Jeff Beacher, showman and icon of Vegas success as excess, held a “farewell” party as a host at Tao recently. The attendees at the intimate dinner beforehand included executives from the Hard Rock and Mirage and almost a dozen attractive young women.
But, as with most things Beacher, first appearances were deceiving. Beacher and his troupe are heading off on a six-month tour of medium-size cities. So he’ll be back. (A non-farewell farewell is in keeping with a man whose recent few years include a broken vow of celibacy, a failed plan to run the Las Vegas Marathon and an aborted attempt to roll himself into a vat of ketchup.)
These are recession times, and even this showman is feeling the pinch. “People in Vegas can’t afford me now, and that is a problem,” he manages.

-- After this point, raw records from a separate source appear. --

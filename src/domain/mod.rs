// Domain layer: data model of the habitat split and the ports the pipeline is wired through.

pub mod model;
pub mod ports;
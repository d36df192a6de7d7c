use crate::core::Pipeline;
use crate::utils::error::Result;
use crate::utils::monitor::RunMonitor;

pub struct Engine<P: Pipeline> {
    pipeline: P,
    monitor: RunMonitor,
}

impl<P: Pipeline> Engine<P> {
    pub fn new(pipeline: P) -> Self {
        Self::new_with_monitoring(pipeline, false)
    }

    pub fn new_with_monitoring(pipeline: P, monitor_enabled: bool) -> Self {
        Self {
            pipeline,
            monitor: RunMonitor::new(monitor_enabled),
        }
    }

    /// Runs read, compute and render once. The first error ends the run.
    pub async fn run(&self) -> Result<String> {
        tracing::info!("Reading habitat tables...");
        let counts = self.pipeline.extract().await?;
        tracing::info!(
            "Aggregated {} + {} species",
            counts.counts_a.len(),
            counts.counts_b.len()
        );
        self.monitor.log_phase("Extract");

        tracing::info!("Computing habitat splits...");
        let result = self.pipeline.transform(counts).await?;
        tracing::info!(
            "{} of {} species have observations to plot",
            result.plot.len(),
            result.normalized.len()
        );
        self.monitor.log_phase("Transform");

        tracing::info!("Rendering chart...");
        let output_path = self.pipeline.load(result).await?;
        self.monitor.log_phase("Load");
        self.monitor.log_final();

        Ok(output_path)
    }
}
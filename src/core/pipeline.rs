use crate::core::normalize::{normalize, HabitatTotals};
use crate::core::render::{parse_hex_color, render_chart, ChartStyle, OutputFormat};
use crate::core::{aggregate, loader, merge, report};
use crate::core::{ConfigProvider, HabitatCounts, Pipeline, PlotSpec, Storage, TransformResult};
use crate::domain::model::{NormalizeMode, SpeciesCounts};
use crate::utils::error::Result;

pub struct HabitatPipeline<S: Storage, C: ConfigProvider> {
    storage: S,
    config: C,
}

impl<S: Storage, C: ConfigProvider> HabitatPipeline<S, C> {
    pub fn new(storage: S, config: C) -> Self {
        Self { storage, config }
    }

    async fn load_counts(&self, path: &str, label: &str) -> Result<SpeciesCounts> {
        let format = loader::detect_format(path)?;
        tracing::info!("Reading {} observations from {}", label, path);

        let bytes = self.storage.read_file(path).await?;
        let table = loader::parse_table(path, format, bytes)?;
        let id_column = loader::resolve_id_column(&table, self.config.id_column())?;
        tracing::info!("{}: {} rows (id column '{}')", label, table.len(), id_column);

        aggregate::aggregate(&table, &id_column, self.config.count_column())
    }

    fn chart_style(&self) -> Result<ChartStyle> {
        let mode = match self.config.normalize_mode() {
            NormalizeMode::Raw => "observations",
            NormalizeMode::Effort => "effort-normalized observations",
        };
        Ok(ChartStyle {
            title: format!(
                "Share of {} per species: {} vs {}",
                mode,
                self.config.label_a(),
                self.config.label_b()
            ),
            label_a: self.config.label_a().to_string(),
            label_b: self.config.label_b().to_string(),
            color_a: parse_hex_color(self.config.color_a())?,
            color_b: parse_hex_color(self.config.color_b())?,
            orientation: self.config.orientation(),
        })
    }

    /// Writes the outputs in order. If one write fails, the ones already
    /// written are removed so a failed run leaves nothing behind.
    async fn write_outputs(&self, outputs: &[(&str, &[u8])]) -> Result<()> {
        for (i, (path, data)) in outputs.iter().enumerate() {
            tracing::debug!("Writing {} bytes to {}", data.len(), path);
            if let Err(e) = self.storage.write_file(path, data).await {
                for (written, _) in &outputs[..i] {
                    if let Err(cleanup) = self.storage.remove_file(written).await {
                        tracing::warn!("Could not remove {}: {}", written, cleanup);
                    }
                }
                return Err(e);
            }
        }
        Ok(())
    }
}

#[async_trait::async_trait]
impl<S: Storage, C: ConfigProvider> Pipeline for HabitatPipeline<S, C> {
    async fn extract(&self) -> Result<HabitatCounts> {
        let counts_a = self
            .load_counts(self.config.habitat_a_path(), self.config.label_a())
            .await?;
        let counts_b = self
            .load_counts(self.config.habitat_b_path(), self.config.label_b())
            .await?;

        Ok(HabitatCounts { counts_a, counts_b })
    }

    async fn transform(&self, counts: HabitatCounts) -> Result<TransformResult> {
        let merged = merge::merge(&counts.counts_a, &counts.counts_b);
        let totals = HabitatTotals::of(&merged);
        tracing::info!(
            "Totals: {} = {}, {} = {} across {} species",
            self.config.label_a(),
            totals.total_a,
            self.config.label_b(),
            totals.total_b,
            merged.len()
        );

        let normalized = normalize(&merged, self.config.normalize_mode());
        let plot = PlotSpec::from_normalized(&normalized);
        let excluded = normalized.len() - plot.len();
        if excluded > 0 {
            tracing::warn!("{} species with no observations left out of the chart", excluded);
        }

        println!(
            "{}",
            report::format_table(&normalized, self.config.label_a(), self.config.label_b())
        );

        Ok(TransformResult {
            merged,
            normalized,
            plot,
            total_a: totals.total_a,
            total_b: totals.total_b,
        })
    }

    async fn load(&self, result: TransformResult) -> Result<String> {
        let output_path = self.config.output_path();
        let format = OutputFormat::from_path(output_path)?;
        let style = self.chart_style()?;

        if result.plot.is_empty() {
            tracing::warn!("No species with observations; the chart will be empty");
        }

        // Everything is rendered before the first byte is written.
        let chart = render_chart(&result.plot, &style, format)?;
        let summary = match self.config.summary_path() {
            Some(path) => Some((path, report::summary_csv(&result.normalized)?)),
            None => None,
        };

        let mut outputs: Vec<(&str, &[u8])> = vec![(output_path, chart.as_slice())];
        if let Some((path, data)) = &summary {
            outputs.push((*path, data.as_slice()));
        }
        self.write_outputs(&outputs).await?;

        if let Some((path, _)) = summary {
            tracing::info!("Summary table saved to {}", path);
        }
        Ok(output_path.to_string())
    }
}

But in fact, while Beacher may be expensive, he does not see himself a symbol of excess at all. That is a misperception created by journalists confused by his frequent hours spent hanging out with Paris Hilton. This is Beacher 2.0, recession-ready:
“What I love about this economy is that I have been training for this my entire life. I love operating on no budget. I don’t need money. I was born to do this. I have been selling things since I was 13.
“You have to change with the times. Peter Morton [the former owner of the Hard Rock] is not giving me $75,000 a week to put on a show and a $250,000 budget to advertise with.”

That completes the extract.